### Exercise description
Gather every line of the entries that includes the word "SessionEnded".

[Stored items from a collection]
____
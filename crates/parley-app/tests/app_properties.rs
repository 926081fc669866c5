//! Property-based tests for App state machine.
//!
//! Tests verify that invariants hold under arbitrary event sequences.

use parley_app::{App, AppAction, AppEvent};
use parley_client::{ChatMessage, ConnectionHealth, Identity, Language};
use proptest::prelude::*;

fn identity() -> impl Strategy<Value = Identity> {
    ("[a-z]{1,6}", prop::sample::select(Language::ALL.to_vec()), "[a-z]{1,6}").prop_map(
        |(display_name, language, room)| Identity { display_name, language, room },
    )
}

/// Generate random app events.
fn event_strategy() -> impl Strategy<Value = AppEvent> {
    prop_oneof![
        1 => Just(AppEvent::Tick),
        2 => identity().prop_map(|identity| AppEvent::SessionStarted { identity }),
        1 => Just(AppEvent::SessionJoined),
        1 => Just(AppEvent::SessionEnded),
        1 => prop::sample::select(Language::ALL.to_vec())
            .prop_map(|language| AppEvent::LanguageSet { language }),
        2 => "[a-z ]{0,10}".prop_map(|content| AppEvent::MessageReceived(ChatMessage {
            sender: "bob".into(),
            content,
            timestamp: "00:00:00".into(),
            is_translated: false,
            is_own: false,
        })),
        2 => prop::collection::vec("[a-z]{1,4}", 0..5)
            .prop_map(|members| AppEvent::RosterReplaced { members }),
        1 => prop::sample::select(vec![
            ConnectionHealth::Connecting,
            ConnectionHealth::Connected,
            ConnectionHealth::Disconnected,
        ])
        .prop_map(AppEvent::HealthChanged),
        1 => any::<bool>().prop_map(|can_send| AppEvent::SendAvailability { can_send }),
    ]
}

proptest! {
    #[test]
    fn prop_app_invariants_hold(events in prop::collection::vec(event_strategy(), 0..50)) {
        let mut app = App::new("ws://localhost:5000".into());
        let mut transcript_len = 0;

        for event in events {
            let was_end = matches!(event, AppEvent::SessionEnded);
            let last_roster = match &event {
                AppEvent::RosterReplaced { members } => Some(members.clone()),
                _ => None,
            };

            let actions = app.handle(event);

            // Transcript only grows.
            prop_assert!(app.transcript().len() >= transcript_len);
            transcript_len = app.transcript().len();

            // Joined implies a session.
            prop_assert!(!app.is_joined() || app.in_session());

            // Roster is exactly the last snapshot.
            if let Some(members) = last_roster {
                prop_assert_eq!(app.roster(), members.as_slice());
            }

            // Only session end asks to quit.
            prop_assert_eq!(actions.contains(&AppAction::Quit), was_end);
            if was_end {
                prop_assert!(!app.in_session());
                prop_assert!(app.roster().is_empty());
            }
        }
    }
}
____
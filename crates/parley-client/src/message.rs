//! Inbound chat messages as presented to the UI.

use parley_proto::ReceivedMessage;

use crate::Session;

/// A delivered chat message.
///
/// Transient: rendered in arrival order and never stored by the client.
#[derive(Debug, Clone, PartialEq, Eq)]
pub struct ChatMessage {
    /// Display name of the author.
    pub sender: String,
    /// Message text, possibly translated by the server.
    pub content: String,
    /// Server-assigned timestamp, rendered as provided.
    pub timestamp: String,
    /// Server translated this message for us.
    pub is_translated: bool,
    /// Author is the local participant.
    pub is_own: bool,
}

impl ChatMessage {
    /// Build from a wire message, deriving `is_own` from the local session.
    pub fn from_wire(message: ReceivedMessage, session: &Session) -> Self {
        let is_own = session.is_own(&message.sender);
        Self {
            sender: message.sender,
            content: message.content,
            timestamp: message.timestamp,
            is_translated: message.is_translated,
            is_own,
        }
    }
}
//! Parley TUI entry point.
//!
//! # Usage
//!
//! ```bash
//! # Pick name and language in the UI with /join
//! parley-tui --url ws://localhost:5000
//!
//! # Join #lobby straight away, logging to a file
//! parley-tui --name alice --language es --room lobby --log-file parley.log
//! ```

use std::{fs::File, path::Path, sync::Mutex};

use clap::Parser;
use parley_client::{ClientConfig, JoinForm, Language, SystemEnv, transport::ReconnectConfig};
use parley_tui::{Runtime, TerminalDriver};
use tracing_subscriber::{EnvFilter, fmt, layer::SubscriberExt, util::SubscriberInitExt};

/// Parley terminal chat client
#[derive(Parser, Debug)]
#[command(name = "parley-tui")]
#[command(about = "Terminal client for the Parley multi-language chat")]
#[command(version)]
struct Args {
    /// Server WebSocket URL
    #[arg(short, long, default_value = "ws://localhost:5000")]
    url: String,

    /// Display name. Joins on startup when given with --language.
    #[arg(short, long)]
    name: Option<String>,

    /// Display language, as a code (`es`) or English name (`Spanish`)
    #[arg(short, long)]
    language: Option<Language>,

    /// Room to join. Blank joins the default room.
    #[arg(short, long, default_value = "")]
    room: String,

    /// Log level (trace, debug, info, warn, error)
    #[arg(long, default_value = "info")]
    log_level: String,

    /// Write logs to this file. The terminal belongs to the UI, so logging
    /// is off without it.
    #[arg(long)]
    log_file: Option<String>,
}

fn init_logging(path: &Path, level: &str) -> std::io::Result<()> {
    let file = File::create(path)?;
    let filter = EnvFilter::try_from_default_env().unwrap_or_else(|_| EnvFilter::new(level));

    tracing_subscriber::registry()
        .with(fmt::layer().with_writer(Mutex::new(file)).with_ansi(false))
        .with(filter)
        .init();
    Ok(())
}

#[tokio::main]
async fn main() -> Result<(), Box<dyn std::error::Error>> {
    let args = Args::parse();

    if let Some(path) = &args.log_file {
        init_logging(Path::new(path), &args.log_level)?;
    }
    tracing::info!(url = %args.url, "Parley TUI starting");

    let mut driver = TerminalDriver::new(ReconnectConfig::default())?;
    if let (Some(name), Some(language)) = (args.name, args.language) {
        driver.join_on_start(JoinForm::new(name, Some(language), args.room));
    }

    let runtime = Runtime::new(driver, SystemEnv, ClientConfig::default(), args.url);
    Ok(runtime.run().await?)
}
____
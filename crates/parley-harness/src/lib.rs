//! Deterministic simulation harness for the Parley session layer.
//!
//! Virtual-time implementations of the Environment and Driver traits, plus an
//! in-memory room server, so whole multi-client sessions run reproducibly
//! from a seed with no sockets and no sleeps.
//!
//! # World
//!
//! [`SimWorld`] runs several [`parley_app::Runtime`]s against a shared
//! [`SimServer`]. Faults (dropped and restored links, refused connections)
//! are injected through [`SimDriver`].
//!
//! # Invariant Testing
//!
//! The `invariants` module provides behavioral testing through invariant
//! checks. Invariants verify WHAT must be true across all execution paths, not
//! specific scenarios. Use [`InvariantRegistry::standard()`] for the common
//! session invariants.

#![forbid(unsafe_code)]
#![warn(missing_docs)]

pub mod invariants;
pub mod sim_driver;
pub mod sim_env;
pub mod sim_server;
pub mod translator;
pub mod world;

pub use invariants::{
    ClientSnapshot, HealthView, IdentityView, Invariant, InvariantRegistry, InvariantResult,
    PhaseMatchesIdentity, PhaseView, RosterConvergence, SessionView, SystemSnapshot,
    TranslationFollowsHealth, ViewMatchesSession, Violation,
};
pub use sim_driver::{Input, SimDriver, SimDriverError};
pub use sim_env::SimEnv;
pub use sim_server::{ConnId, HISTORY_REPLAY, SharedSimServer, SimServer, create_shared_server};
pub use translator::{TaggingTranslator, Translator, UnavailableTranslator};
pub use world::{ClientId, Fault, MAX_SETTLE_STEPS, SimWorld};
____
### Task solution
        1 => Just(AppEvent::SessionEnded),
            let was_end = matches!(event, AppEvent::SessionEnded);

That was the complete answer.